Directions. Where does the string "SecurityHeadersFuture" appear in the material? Copy each line that holds it.

====== Records to use

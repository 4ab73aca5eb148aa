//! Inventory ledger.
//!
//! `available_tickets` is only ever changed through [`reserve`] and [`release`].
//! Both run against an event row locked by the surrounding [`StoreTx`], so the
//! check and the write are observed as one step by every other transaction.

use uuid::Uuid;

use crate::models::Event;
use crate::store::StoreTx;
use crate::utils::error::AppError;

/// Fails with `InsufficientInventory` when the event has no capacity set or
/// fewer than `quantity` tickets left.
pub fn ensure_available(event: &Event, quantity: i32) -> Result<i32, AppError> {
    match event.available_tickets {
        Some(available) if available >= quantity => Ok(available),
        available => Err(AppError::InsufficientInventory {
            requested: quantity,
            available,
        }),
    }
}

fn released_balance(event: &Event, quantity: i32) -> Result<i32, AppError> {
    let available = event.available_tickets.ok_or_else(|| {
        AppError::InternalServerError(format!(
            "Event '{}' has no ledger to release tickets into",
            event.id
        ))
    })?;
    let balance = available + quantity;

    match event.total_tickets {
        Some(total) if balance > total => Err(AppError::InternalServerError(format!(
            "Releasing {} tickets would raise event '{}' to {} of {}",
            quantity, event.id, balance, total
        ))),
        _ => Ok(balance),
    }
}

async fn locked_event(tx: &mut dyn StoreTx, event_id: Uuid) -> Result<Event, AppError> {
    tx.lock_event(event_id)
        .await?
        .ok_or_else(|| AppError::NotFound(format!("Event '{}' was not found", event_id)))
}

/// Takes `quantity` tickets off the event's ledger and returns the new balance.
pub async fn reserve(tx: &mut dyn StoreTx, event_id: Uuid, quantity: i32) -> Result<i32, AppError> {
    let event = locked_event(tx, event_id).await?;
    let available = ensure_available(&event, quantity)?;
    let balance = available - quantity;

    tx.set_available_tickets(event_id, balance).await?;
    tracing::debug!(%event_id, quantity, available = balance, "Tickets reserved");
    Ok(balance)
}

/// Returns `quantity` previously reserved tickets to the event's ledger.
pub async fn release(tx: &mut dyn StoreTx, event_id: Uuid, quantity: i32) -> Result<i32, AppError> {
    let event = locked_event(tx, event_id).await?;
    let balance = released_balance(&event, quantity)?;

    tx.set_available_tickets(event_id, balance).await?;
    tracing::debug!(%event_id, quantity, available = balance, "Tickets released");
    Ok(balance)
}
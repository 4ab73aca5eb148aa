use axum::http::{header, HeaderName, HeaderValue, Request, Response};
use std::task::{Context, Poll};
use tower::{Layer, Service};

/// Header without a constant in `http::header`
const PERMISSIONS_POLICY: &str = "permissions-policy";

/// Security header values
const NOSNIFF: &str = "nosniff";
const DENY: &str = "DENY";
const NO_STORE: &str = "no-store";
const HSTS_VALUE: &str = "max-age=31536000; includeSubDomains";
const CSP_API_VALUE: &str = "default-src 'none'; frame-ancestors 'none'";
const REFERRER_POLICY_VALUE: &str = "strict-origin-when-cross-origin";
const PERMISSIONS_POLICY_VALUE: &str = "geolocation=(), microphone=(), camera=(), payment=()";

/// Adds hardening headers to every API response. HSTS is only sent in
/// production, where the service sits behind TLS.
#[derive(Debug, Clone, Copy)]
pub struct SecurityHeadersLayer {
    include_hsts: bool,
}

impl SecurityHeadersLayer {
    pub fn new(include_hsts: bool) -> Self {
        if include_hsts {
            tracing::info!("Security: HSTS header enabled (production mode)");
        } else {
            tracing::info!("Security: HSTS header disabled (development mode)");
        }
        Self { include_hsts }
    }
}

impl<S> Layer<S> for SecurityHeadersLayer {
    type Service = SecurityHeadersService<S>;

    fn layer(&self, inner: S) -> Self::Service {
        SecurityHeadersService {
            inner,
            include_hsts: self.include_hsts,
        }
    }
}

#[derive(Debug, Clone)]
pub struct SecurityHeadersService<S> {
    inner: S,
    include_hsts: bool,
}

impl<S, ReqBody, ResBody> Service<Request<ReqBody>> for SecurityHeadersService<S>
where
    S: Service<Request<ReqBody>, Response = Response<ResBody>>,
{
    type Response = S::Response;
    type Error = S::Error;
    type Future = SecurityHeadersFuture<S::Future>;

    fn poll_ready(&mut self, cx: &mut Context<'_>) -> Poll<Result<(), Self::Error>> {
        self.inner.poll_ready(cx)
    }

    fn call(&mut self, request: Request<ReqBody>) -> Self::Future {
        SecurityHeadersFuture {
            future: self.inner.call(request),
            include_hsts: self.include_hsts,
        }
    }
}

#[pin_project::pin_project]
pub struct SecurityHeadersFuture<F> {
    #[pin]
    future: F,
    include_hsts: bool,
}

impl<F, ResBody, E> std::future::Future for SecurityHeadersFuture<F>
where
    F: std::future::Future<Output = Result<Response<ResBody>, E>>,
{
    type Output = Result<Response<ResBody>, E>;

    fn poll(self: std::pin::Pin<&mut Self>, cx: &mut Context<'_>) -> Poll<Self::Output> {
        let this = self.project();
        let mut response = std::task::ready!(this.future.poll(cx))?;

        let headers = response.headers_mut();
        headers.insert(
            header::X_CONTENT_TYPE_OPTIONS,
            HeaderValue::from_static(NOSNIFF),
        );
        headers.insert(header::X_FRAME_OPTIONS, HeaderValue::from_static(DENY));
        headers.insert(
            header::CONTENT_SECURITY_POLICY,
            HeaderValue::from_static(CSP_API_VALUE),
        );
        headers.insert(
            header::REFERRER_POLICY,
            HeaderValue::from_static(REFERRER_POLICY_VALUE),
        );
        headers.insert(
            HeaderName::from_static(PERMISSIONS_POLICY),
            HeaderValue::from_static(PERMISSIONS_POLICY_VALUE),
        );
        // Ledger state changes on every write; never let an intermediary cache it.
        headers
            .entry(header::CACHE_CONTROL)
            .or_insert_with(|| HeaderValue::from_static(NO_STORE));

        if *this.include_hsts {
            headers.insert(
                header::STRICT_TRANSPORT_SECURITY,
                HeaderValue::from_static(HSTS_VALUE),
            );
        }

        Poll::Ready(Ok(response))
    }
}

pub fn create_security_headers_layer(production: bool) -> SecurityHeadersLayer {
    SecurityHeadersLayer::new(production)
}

============

Result below.
    type Future = SecurityHeadersFuture<S::Future>;
        SecurityHeadersFuture {
pub struct SecurityHeadersFuture<F> {
impl<F, ResBody, E> std::future::Future for SecurityHeadersFuture<F>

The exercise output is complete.